Forgiveness is a mighty span
from which pride’s thrown and sacrificed,
and only in its crossing can
one find the way the Christ.
The winds of hell endeavour
to blow us back to the place
where self-satisfied and feeling clever
we turn from God’s holy Face.
But take just one step at a time
and you’ll be in the arms of Joy Divine.
Always the poet!
Anita Ojeda recently posted…Escape the Darkness by Giving Yourself This Gift
This is so good! Offering forgiveness can seem like something we do for someone else but actually we benefit from it a lot too. I’ve never thought of it as self-care before, but it really is!
It’s a quirky kind of self-care ;)–definitely not the spa kind, but it lasts so much longer!
Forgiveness is so hard but can be totally worth it. Proud of you friend!

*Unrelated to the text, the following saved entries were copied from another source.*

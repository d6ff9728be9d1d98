//! Browser glue.
//!
//! Thin wrappers over `web-sys` used by the components. Everything here
//! degrades to a no-op (or a zero) outside the browser, so components can
//! call these helpers unconditionally.

pub mod observer;
pub mod raf;
pub mod scroll;
pub mod viewport;
//! Smooth scrolling to in-page anchors.

#[cfg(test)]
#[path = "scroll_test.rs"]
mod scroll_test;

/// Window scroll position that puts an element's top edge just below a
/// fixed bar of the given height.
pub fn anchor_top(element_top: f64, navbar_height: f64) -> f64 {
    element_top - navbar_height
}

/// Smooth-scroll the window so the element matching `anchor` (an `#id`
/// selector) lands just below the fixed navbar. Unknown anchors and
/// non-browser environments are no-ops.
pub fn to_anchor(anchor: &str, navbar_height: f64) {
    #[cfg(feature = "csr")]
    {
        use wasm_bindgen::JsCast;

        let Some(window) = web_sys::window() else {
            return;
        };
        let Some(document) = window.document() else {
            return;
        };
        let Some(target) = document.query_selector(anchor).ok().flatten() else {
            return;
        };
        let Some(target) = target.dyn_ref::<web_sys::HtmlElement>() else {
            return;
        };

        let top = anchor_top(f64::from(target.offset_top()), navbar_height);
        let options = web_sys::ScrollToOptions::new();
        options.set_top(top);
        options.set_behavior(web_sys::ScrollBehavior::Smooth);
        window.scroll_to_with_scroll_to_options(&options);
    }
    #[cfg(not(feature = "csr"))]
    {
        let _ = (anchor, navbar_height);
    }
}

/// Like [`to_anchor`], measuring the fixed navbar's height from the
/// document. For in-page links that live outside the navbar itself.
pub fn to_anchor_below_nav(anchor: &str) {
    #[cfg(feature = "csr")]
    {
        use wasm_bindgen::JsCast;

        let height = web_sys::window()
            .and_then(|w| w.document())
            .and_then(|d| d.query_selector(".navbar").ok().flatten())
            .and_then(|el| el.dyn_into::<web_sys::HtmlElement>().ok())
            .map_or(0.0, |el| f64::from(el.offset_height()));
        to_anchor(anchor, height);
    }
    #[cfg(not(feature = "csr"))]
    {
        let _ = anchor;
    }
}
//! Root application component and shared context.

use leptos::prelude::*;
use leptos_meta::{Stylesheet, Title, provide_meta_context};

use crate::components::navbar::Navbar;
use crate::pages::home::HomePage;
use crate::state::nav::NavState;

/// Root component.
///
/// The navbar state is the only shared context: the navbar itself mutates
/// it, and anchor navigation from anywhere closes the mobile menu through
/// it. Every other widget owns its state locally.
#[component]
pub fn App() -> impl IntoView {
    provide_meta_context();

    let nav = RwSignal::new(NavState::default());
    provide_context(nav);

    view! {
        <Stylesheet id="macchina" href="/assets/macchina.css"/>
        <Title text="Macchina Espresso Machines"/>

        <Navbar/>
        <HomePage/>
    }
}
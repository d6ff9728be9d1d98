use super::*;

// =============================================================
// Landing position
// =============================================================

#[test]
fn anchor_lands_below_fixed_bar() {
    assert!((anchor_top(400.0, 72.0) - 328.0).abs() < f64::EPSILON);
}

#[test]
fn zero_bar_height_keeps_element_top() {
    assert!((anchor_top(250.0, 0.0) - 250.0).abs() < f64::EPSILON);
}
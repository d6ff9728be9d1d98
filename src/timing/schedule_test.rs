use super::testing::ManualScheduler;
use super::*;
use std::cell::RefCell;
use std::rc::Rc;

fn recorder() -> (Rc<RefCell<Vec<&'static str>>>, impl Fn(&'static str) -> Box<dyn FnOnce()>) {
    let log: Rc<RefCell<Vec<&'static str>>> = Rc::new(RefCell::new(Vec::new()));
    let log_for_make = Rc::clone(&log);
    let make = move |tag: &'static str| -> Box<dyn FnOnce()> {
        let log = Rc::clone(&log_for_make);
        Box::new(move || log.borrow_mut().push(tag))
    };
    (log, make)
}

// =============================================================
// ManualScheduler basics
// =============================================================

#[test]
fn task_fires_when_clock_reaches_due_time() {
    let sched = ManualScheduler::new();
    let (log, make) = recorder();

    let _task = sched.schedule(100, make("a"));
    sched.advance(99);
    assert!(log.borrow().is_empty());
    sched.advance(1);
    assert_eq!(*log.borrow(), vec!["a"]);
}

#[test]
fn dropped_task_never_fires() {
    let sched = ManualScheduler::new();
    let (log, make) = recorder();

    let task = sched.schedule(50, make("a"));
    drop(task);
    sched.advance(1000);
    assert!(log.borrow().is_empty());
    assert_eq!(sched.pending(), 0);
}

#[test]
fn tasks_fire_in_due_order() {
    let sched = ManualScheduler::new();
    let (log, make) = recorder();

    let _b = sched.schedule(200, make("b"));
    let _a = sched.schedule(100, make("a"));
    sched.advance(500);
    assert_eq!(*log.borrow(), vec!["a", "b"]);
}

#[test]
fn same_due_time_fires_in_schedule_order() {
    let sched = ManualScheduler::new();
    let (log, make) = recorder();

    let _a = sched.schedule(100, make("a"));
    let _b = sched.schedule(100, make("b"));
    sched.advance(100);
    assert_eq!(*log.borrow(), vec!["a", "b"]);
}

#[test]
fn zero_delay_fires_on_next_advance() {
    let sched = ManualScheduler::new();
    let (log, make) = recorder();

    let _task = sched.schedule(0, make("a"));
    assert!(log.borrow().is_empty());
    sched.advance(0);
    assert_eq!(*log.borrow(), vec!["a"]);
}

#[test]
fn callback_scheduled_inside_callback_can_fire_in_same_advance() {
    let sched = ManualScheduler::new();
    let log: Rc<RefCell<Vec<&'static str>>> = Rc::new(RefCell::new(Vec::new()));

    let sched_inner = sched.clone();
    let log_outer = Rc::clone(&log);
    let log_inner = Rc::clone(&log);
    // The inner task handle is dropped immediately; keep it alive in a slot.
    let slot: Rc<RefCell<Option<<ManualScheduler as Scheduler>::Task>>> =
        Rc::new(RefCell::new(None));
    let slot_for_cb = Rc::clone(&slot);
    let _outer = sched.schedule(
        100,
        Box::new(move || {
            log_outer.borrow_mut().push("outer");
            let task = sched_inner.schedule(
                50,
                Box::new(move || log_inner.borrow_mut().push("inner")),
            );
            *slot_for_cb.borrow_mut() = Some(task);
        }),
    );

    sched.advance(150);
    assert_eq!(*log.borrow(), vec!["outer", "inner"]);
    assert_eq!(sched.now(), 150);
}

Inspiring! I struggle with forgiveness of a family member too. This is good stuff! Thank you for sharing your personal story to encourage others! I admire that!
I’m glad I’m not the only one who struggles :). I’ll be praying for you!
oh, what a hard step that is. but I too have learned that being curious about the why helps in understanding the what of a person’s actions.
I’m glad we’ve both gotten further along the road to understanding!
This is my life! Perfect advice.
Thanks for stopping by! I have a feeling a lot of us struggle with our relationships with family members.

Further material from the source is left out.